The End of an Era (But Not Fast Enough)

A variety of topics in the news bring to mind a James Lileks column from back in the thick of debt ceiling angst (subscription required).  Following a number of paragraphs of humor using The Odd Couple as an example of understandings of wealth creation, Lileks writes:

…that old world is over. The old world where a mysterious, secretive priesthood called “business” conjured wealth out of the ether so the governing class could strain it through a hundred institutions: done. The idea that no child will be educated if the Department of Edu­cation shutters its doors: nonsense. Uterus-to-quietus welfare: sorry. Ever-escalating ben­efits, paid for by magic sacks of money: impossible.

A half-century experiment in draping steam­ship anchors around the necks of the productive class and expecting them to run a four-minute mile has ended in failure. The confiscation of rights and property, the moral impoverishment of generations caused by the state’s usurpation of parental obligations, the elevation of a credentialed elite that believes academia’s fashions are a worthy substitute for knowledge of history and human nature, and above all the faith in a weightless cipher whose oratorical panache now consists of looking from one teleprompter screen to the other with the enthusiasm of a man watching someone else’s kids play tennis—it’s over, whether you believe in it or not. It cannot be sustained without reducing everyone to penurious equality, crippling the power of the United States, and subsuming the economy to a no-growth future that rations energy.

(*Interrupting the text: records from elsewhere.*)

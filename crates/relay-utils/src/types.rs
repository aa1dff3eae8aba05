//! Small value types shared across crates

use serde::{Deserialize, Serialize};
use std::fmt;

/// Machine-readable error kind.
///
/// Serializes to kebab-case strings (`"all-providers-failed"`, `"rate-limited"`, ...).
/// These strings are part of the telemetry and CLI JSON contracts.
#[derive(Debug, Clone, Copy, PartialEq, Eq, Hash, Serialize, Deserialize)]
#[serde(rename_all = "kebab-case")]
pub enum ErrorKind {
    /// No provider is enabled; nothing can be attempted.
    NoProviderConfigured,
    /// The time budget ran out before any attempt could start.
    BudgetExceeded,
    /// The provider's circuit rejected the call.
    CircuitOpen,
    Timeout,
    Unauthorized,
    RateLimited,
    ModelNotFound,
    /// The reply was not parseable JSON, even after repair.
    MalformedResponse,
    /// The reply was valid JSON with the wrong shape.
    SchemaInvalid,
    Internal,
    /// The call was cancelled because another hedge candidate won.
    Cancelled,
    AllProvidersFailed,
    PromptUnavailable,
}

impl ErrorKind {
    /// Stable wire name for this kind
    #[must_use]
    pub const fn as_str(&self) -> &'static str {
        match self {
            Self::NoProviderConfigured => "no-provider-configured",
            Self::BudgetExceeded => "budget-exceeded",
            Self::CircuitOpen => "circuit-open",
            Self::Timeout => "timeout",
            Self::Unauthorized => "unauthorized",
            Self::RateLimited => "rate-limited",
            Self::ModelNotFound => "model-not-found",
            Self::MalformedResponse => "malformed-response",
            Self::SchemaInvalid => "schema-invalid",
            Self::Internal => "internal",
            Self::Cancelled => "cancelled",
            Self::AllProvidersFailed => "all-providers-failed",
            Self::PromptUnavailable => "prompt-unavailable",
        }
    }
}

impl fmt::Display for ErrorKind {
    fn fmt(&self, f: &mut fmt::Formatter<'_>) -> fmt::Result {
        f.write_str(self.as_str())
    }
}

/// Circuit breaker state of a single provider
#[derive(Debug, Clone, Copy, PartialEq, Eq, Hash, Default, Serialize, Deserialize)]
#[serde(rename_all = "kebab-case")]
pub enum CircuitState {
    /// Normal operation, calls are admitted
    #[default]
    Closed,
    /// Calls are rejected until the cooldown elapses
    Open,
    /// One probe call is admitted to test recovery
    HalfOpen,
}

impl CircuitState {
    #[must_use]
    pub const fn as_str(&self) -> &'static str {
        match self {
            Self::Closed => "closed",
            Self::Open => "open",
            Self::HalfOpen => "half-open",
        }
    }
}

impl fmt::Display for CircuitState {
    fn fmt(&self, f: &mut fmt::Formatter<'_>) -> fmt::Result {
        f.write_str(self.as_str())
    }
}

/// Source of a configuration value.
///
/// Precedence (highest first): CLI arguments > environment > config file >
/// programmatic builder > built-in defaults.
///
/// Serializes to lowercase strings: `"cli"`, `"env"`, `"config"`, `"programmatic"`, `"default"`.
#[derive(Debug, Clone, Serialize, Deserialize, PartialEq, Eq)]
#[serde(rename_all = "lowercase")]
pub enum ConfigSource {
    /// Value provided via CLI argument
    Cli,
    /// Value provided via `RELAY_*` environment variable
    Env,
    /// Value loaded from a config file
    Config,
    /// Value set through `ConfigBuilder`
    Programmatic,
    /// Built-in default
    Default,
}

impl fmt::Display for ConfigSource {
    fn fmt(&self, f: &mut fmt::Formatter<'_>) -> fmt::Result {
        let label = match self {
            Self::Cli => "cli",
            Self::Env => "env",
            Self::Config => "config",
            Self::Programmatic => "programmatic",
            Self::Default => "default",
        };
        f.write_str(label)
    }
}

Even in Rhode Island, some among the powers who be are beginning to understand, the latest indication being Senate President Teresa Paiva Weed’s apparent disagreement with what may be a majority of her caucus about attempting to extract more money from incomes over taxpayers earning over $250,000 in a year.

Of course, the strength of the other side is evidence — as is the general legislative practice of changing as little as possible with every reform — that the will does not exist to move quickly enough.  In that, Rhode Island is just a choking canary in the coal mine.